(Saved entries)
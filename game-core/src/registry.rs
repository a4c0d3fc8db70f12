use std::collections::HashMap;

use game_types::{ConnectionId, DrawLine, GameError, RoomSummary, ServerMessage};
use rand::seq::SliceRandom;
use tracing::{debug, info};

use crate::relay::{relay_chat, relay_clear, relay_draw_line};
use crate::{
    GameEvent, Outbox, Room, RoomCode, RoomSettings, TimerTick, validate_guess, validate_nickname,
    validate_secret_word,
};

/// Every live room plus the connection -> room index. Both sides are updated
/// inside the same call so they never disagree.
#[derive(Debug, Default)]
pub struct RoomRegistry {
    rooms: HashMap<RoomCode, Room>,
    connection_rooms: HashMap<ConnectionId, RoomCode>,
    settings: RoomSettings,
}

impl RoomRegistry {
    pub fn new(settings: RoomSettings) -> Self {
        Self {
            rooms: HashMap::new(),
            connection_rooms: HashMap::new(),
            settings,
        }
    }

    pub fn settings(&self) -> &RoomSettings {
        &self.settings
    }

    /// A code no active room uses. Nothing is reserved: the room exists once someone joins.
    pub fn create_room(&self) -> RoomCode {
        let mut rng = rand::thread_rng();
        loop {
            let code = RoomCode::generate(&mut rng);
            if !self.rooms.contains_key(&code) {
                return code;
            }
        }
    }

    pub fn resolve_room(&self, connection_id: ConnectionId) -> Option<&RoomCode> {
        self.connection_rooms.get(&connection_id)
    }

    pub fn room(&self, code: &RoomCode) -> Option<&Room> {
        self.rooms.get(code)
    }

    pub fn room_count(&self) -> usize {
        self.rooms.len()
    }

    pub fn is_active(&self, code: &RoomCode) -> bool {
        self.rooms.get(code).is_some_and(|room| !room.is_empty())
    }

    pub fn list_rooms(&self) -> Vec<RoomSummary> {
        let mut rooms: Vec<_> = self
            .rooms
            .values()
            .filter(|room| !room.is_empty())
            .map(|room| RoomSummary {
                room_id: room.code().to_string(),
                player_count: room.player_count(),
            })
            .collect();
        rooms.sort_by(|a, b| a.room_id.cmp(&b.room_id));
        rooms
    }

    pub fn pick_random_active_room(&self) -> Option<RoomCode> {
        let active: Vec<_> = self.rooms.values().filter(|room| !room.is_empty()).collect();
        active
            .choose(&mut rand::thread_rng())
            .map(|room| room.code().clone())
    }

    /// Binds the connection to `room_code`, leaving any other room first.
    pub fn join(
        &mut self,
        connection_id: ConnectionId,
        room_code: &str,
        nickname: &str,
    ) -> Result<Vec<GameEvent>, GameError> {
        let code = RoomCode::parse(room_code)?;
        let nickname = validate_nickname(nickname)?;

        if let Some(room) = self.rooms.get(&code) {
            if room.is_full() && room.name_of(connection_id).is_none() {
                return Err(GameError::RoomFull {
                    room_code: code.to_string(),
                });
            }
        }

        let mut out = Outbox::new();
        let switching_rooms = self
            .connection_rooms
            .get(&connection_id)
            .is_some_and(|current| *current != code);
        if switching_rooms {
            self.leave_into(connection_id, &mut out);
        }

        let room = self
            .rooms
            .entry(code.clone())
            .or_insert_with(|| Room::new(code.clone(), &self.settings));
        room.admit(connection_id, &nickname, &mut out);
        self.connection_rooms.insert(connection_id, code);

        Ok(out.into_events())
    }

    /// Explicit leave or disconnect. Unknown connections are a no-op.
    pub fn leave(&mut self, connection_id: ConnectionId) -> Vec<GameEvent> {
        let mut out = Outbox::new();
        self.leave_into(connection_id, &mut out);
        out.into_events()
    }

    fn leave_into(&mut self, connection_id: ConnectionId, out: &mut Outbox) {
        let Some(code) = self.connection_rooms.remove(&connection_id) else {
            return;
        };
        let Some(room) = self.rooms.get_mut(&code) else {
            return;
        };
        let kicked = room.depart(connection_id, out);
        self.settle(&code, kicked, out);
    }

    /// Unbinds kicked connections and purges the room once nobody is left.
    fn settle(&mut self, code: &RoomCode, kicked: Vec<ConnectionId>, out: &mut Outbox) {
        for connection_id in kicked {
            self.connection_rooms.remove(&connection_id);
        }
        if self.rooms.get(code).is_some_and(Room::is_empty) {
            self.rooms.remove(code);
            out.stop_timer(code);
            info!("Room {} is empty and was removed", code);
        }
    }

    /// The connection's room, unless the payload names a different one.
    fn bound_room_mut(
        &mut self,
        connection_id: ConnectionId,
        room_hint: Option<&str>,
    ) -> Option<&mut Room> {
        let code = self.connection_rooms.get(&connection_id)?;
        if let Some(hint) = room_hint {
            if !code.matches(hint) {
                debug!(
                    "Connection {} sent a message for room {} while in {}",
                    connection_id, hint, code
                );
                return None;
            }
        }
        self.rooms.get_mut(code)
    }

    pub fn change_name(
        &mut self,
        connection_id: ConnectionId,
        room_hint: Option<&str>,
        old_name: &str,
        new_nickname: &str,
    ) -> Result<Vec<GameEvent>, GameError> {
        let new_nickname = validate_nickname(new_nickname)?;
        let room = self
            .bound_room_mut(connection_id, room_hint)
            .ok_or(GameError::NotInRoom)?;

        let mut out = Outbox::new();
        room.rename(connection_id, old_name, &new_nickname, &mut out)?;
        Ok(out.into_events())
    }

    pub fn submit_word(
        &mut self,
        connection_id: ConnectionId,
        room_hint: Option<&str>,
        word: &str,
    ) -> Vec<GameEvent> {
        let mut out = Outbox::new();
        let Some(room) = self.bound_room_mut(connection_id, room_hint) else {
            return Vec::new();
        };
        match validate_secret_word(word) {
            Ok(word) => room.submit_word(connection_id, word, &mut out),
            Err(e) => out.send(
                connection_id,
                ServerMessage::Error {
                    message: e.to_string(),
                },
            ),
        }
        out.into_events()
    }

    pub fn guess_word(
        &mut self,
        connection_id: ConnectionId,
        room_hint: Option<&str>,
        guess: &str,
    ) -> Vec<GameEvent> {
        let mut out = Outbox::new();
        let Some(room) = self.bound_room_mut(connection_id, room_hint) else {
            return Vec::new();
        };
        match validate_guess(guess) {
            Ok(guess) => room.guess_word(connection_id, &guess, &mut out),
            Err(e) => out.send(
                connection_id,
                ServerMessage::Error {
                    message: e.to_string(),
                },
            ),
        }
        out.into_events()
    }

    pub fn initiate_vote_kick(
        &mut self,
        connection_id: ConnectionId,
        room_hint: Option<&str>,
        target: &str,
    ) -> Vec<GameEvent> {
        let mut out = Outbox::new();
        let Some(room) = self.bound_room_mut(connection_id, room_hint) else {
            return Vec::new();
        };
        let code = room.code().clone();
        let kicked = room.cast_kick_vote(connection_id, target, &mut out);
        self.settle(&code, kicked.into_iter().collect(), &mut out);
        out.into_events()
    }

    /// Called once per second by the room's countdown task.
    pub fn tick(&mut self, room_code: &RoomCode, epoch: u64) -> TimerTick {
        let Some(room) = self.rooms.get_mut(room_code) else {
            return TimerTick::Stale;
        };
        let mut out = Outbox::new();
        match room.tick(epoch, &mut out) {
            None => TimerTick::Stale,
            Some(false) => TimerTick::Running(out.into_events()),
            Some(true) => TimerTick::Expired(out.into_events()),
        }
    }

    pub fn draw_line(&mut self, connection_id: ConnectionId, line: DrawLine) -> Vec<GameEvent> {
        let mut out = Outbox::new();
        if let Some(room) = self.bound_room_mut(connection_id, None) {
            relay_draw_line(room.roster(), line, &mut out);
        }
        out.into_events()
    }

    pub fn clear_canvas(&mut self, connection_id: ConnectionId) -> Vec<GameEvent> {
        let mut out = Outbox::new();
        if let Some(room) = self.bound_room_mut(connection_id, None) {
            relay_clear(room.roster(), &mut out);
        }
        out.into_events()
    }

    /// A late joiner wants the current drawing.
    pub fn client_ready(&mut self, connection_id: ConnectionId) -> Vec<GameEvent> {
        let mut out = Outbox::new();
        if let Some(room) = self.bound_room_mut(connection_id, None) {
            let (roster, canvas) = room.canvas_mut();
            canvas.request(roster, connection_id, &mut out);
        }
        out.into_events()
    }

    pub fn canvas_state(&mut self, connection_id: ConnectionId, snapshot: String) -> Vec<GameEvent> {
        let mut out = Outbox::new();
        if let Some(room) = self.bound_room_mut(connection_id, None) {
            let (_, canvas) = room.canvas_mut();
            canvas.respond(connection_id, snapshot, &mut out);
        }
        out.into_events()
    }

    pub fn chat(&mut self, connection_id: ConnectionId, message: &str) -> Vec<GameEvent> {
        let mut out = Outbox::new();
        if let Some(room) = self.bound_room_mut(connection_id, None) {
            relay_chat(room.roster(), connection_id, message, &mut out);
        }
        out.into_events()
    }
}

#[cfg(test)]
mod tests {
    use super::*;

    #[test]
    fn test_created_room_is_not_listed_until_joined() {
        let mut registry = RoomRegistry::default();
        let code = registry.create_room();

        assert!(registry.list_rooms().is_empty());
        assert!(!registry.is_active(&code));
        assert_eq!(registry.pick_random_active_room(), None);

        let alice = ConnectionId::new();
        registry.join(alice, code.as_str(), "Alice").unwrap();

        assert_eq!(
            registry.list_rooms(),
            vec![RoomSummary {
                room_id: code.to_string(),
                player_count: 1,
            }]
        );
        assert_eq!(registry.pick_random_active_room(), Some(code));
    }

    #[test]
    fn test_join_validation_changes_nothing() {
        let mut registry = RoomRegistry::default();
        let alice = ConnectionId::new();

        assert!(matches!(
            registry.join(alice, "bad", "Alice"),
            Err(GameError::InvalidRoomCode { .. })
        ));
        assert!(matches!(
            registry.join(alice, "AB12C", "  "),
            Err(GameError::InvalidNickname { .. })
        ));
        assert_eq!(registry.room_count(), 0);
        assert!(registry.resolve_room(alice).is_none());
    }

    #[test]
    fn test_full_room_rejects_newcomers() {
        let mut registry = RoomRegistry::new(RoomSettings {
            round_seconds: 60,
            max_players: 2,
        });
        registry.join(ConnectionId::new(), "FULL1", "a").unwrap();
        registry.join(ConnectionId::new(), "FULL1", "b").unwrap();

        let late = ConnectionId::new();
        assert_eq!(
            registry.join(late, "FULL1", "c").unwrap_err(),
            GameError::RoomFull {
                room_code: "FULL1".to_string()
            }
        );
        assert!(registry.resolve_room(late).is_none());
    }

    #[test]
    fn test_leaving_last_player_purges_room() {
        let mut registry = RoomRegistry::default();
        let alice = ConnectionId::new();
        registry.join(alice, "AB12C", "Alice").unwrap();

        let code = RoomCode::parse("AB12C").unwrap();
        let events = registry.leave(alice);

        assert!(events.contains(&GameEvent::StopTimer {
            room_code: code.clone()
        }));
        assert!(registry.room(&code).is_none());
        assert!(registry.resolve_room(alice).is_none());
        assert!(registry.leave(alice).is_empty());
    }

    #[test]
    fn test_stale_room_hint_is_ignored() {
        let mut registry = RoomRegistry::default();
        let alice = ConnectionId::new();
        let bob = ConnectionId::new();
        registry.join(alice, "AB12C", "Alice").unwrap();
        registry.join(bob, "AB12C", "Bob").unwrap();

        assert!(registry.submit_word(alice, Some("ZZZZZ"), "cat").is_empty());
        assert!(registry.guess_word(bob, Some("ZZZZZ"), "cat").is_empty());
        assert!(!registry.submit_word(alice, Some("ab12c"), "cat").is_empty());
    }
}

▶ [WHAT THE EXERCISE ASKS]: Whenever the string "RoomSettings" occurs in a line of the entries above, copy that line.

▶ [EXERCISE OUTPUT]:
    GameEvent, Outbox, Room, RoomCode, RoomSettings, TimerTick, validate_guess, validate_nickname,
    settings: RoomSettings,
    pub fn new(settings: RoomSettings) -> Self {
    pub fn settings(&self) -> &RoomSettings {
        let mut registry = RoomRegistry::new(RoomSettings {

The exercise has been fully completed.